Des vents de travers soufflaient lors de l’étape 11 du Tour et le peloton faisait de son mieux pour accélérer. Sagan s’est retrouvé en tête du peloton avec Thomas, Bodnar, et Froome. Le peloton était mis à mal et malmené par des chutes sans gravité en descendant de Carcassonne. Ainsi, lorsque Sagan a attaqué, peu de cyclistes étaient suffisamment confiants pour réagir.

Froome a pris la roue de Sagan. Bodnar et Thomas ont analysé la situation et ont vite compris qu’une échappée royale se jouait, avec les maillots jaune et vert de Froome et Sagan déterminés à s’envoler du peloton. Sagan a remporté l’étape et Froome a mis à mal ses concurrents pour le Maillot jaune, finissant à la deuxième place.

Le roi de la coline

Des points sont attribués au passage au sommet de toutes les difficultés classées pour mettre en évidence des performances particulièrement impressionnantes. Ainsi les grimpeurs ont un avantage.
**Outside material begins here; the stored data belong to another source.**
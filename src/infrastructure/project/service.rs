//! Project service - CRUD, membership and cascade delete for projects

use std::sync::Arc;

use tracing::info;

use crate::domain::cache::{CacheKey, Mutation};
use crate::domain::project::{Project, ProjectId, ProjectRepository};
use crate::domain::task::TaskRepository;
use crate::domain::user::UserId;
use crate::domain::DomainError;
use crate::infrastructure::cache::ReadThroughCache;

/// Request to create a new project
#[derive(Debug, Clone)]
pub struct CreateProjectRequest {
    pub name: String,
    pub description: Option<String>,
}

/// Request to update an existing project
#[derive(Debug, Clone, Default)]
pub struct UpdateProjectRequest {
    pub name: Option<String>,
    pub description: Option<String>,
}

impl UpdateProjectRequest {
    fn apply(self, project: &mut Project) {
        if let Some(name) = self.name {
            project.set_name(name);
        }

        if self.description.is_some() {
            project.set_description(self.description);
        }
    }
}

/// Project service with read-through caching
#[derive(Debug)]
pub struct ProjectService {
    repository: Arc<dyn ProjectRepository>,
    tasks: Arc<dyn TaskRepository>,
    cache: ReadThroughCache,
}

impl ProjectService {
    pub fn new(
        repository: Arc<dyn ProjectRepository>,
        tasks: Arc<dyn TaskRepository>,
        cache: ReadThroughCache,
    ) -> Self {
        Self {
            repository,
            tasks,
            cache,
        }
    }

    /// Create a project owned by `owner` with no members
    pub async fn create(
        &self,
        request: CreateProjectRequest,
        owner: UserId,
    ) -> Result<Project, DomainError> {
        let project = Project::new(request.name, request.description, owner);

        self.cache
            .invalidate(&Mutation::ProjectCreated { project: &project })
            .await;

        let project = self.repository.create(project).await?;

        self.cache
            .invalidate(&Mutation::ProjectCreated { project: &project })
            .await;

        info!(project_id = %project.id(), owner = %project.owner(), "Project created");

        Ok(project)
    }

    pub async fn get(&self, id: &ProjectId) -> Result<Option<Project>, DomainError> {
        let repository = &self.repository;

        self.cache
            .get_or_load_optional(CacheKey::Project(id.clone()), || repository.get(id))
            .await
    }

    /// Get a project, returning an error if not found
    pub async fn get_required(&self, id: &ProjectId) -> Result<Project, DomainError> {
        self.get(id)
            .await?
            .ok_or_else(|| DomainError::not_found("Project not found"))
    }

    pub async fn list_all(&self) -> Result<Vec<Project>, DomainError> {
        let repository = &self.repository;

        self.cache
            .get_or_load(CacheKey::AllProjects, || repository.list())
            .await
    }

    /// Projects the user owns or is a member of
    pub async fn list_for_user(&self, user: &UserId) -> Result<Vec<Project>, DomainError> {
        let repository = &self.repository;

        self.cache
            .get_or_load(CacheKey::ProjectsByUser(user.clone()), || {
                repository.list_by_user(user)
            })
            .await
    }

    pub async fn update(
        &self,
        id: &ProjectId,
        request: UpdateProjectRequest,
    ) -> Result<Project, DomainError> {
        let before = self.load(id).await?;
        let mut planned = before.clone();
        request.clone().apply(&mut planned);

        self.cache
            .invalidate(&Mutation::ProjectUpdated {
                before: &before,
                after: &planned,
            })
            .await;

        let project = self
            .repository
            .update(id, Box::new(move |project: &mut Project| {
                request.apply(project);
                Ok(())
            }))
            .await?;

        self.cache
            .invalidate(&Mutation::ProjectUpdated {
                before: &before,
                after: &project,
            })
            .await;

        info!(project_id = %project.id(), "Project updated");

        Ok(project)
    }

    /// Delete a project and every task that belongs to it
    pub async fn delete(&self, id: &ProjectId) -> Result<Project, DomainError> {
        let project = self.load(id).await?;
        let tasks = self.tasks.list_by_project(id).await?;

        self.cache
            .invalidate(&Mutation::ProjectDeleted {
                project: &project,
                tasks: &tasks,
            })
            .await;

        let removed = self.tasks.delete_by_project(id).await?;
        let project = self
            .repository
            .delete(id)
            .await?
            .ok_or_else(|| DomainError::not_found("Project not found"))?;

        self.cache
            .invalidate(&Mutation::ProjectDeleted {
                project: &project,
                tasks: &removed,
            })
            .await;

        info!(project_id = %project.id(), removed_tasks = removed.len(), "Project deleted");

        Ok(project)
    }

    pub async fn add_member(&self, id: &ProjectId, user: &UserId) -> Result<Project, DomainError> {
        let project = self.load(id).await?;

        self.cache
            .invalidate(&Mutation::ProjectMembershipChanged {
                project: &project,
                member: user,
            })
            .await;

        let project = self.repository.add_member(id, user).await?;

        self.cache
            .invalidate(&Mutation::ProjectMembershipChanged {
                project: &project,
                member: user,
            })
            .await;

        info!(project_id = %project.id(), member = %user, "Project member added");

        Ok(project)
    }

    pub async fn remove_member(
        &self,
        id: &ProjectId,
        user: &UserId,
    ) -> Result<Project, DomainError> {
        let project = self.load(id).await?;

        self.cache
            .invalidate(&Mutation::ProjectMembershipChanged {
                project: &project,
                member: user,
            })
            .await;

        let project = self.repository.remove_member(id, user).await?;

        self.cache
            .invalidate(&Mutation::ProjectMembershipChanged {
                project: &project,
                member: user,
            })
            .await;

        info!(project_id = %project.id(), member = %user, "Project member removed");

        Ok(project)
    }

    /// Current store state; write paths never compute fan-out from the cache
    async fn load(&self, id: &ProjectId) -> Result<Project, DomainError> {
        self.repository
            .get(id)
            .await?
            .ok_or_else(|| DomainError::not_found("Project not found"))
    }
}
Les cols et côtes sont classés de 1 à 4, 1 pour les ascensions les plus raides. Ces chiffres correspondent vaguement aux vitesses d’une voiture. Ainsi, pour grimper un col de catégorie 1, vous devez vous mettre en première !

Les planificateurs de la course peuvent octroyer de nombreux points au sommet d’un col de catégorie 3 si son ascension est suffisamment longue pour constituer le même défi qu’une ascension plus courte de catégorie 1. Je tiens à ajouter qu’une ascension est encore plus difficile qu’un col de catégorie 1, ce sont les cols hors catégorie. Ces cols n’entrent dans aucune catégorie et sont, à l’origine, décrits comme des ascensions si rudes qu’une voiture ne pourrait pas passer.

Obtenir des points pour le Maillot vert

Des points peuvent être octroyés pour des victoires aux sprints intermédiaires, souvent assez tôt au cours de l’étape pour encourager les équipes à accélérer le rythme dans le peloton ou à tenter une échappée précoce avec l’espoir qu’elle soit victorieuse.

Davantage de points sont octroyés au sprint final à l’arrivée de l’étape. Ceci pousse les équipes avec des spécialistes du sprint comme Sagan, Greipel, Kittel ou Cavendish à rester ensemble. Et ceci donne lieu à un paradoxe similaire des équipes qui essayent de dominer l’avant du peloton pour donner toute latitude à leur meneur de se coucher en premier sur la ligne d’arrivée.

Cette règle classique s’applique : le coureur qui se trouve sur la trajectoire idéale peut y rester en sachant que tout concurrent quittera sa trajectoire lorsqu’il réalisera qu’il a un désavantage. Naturellement, cela ne fonctionne pas toujours dans le feu de l’action et des chutes spectaculaires sont souvent à craindre lors de sprints massifs.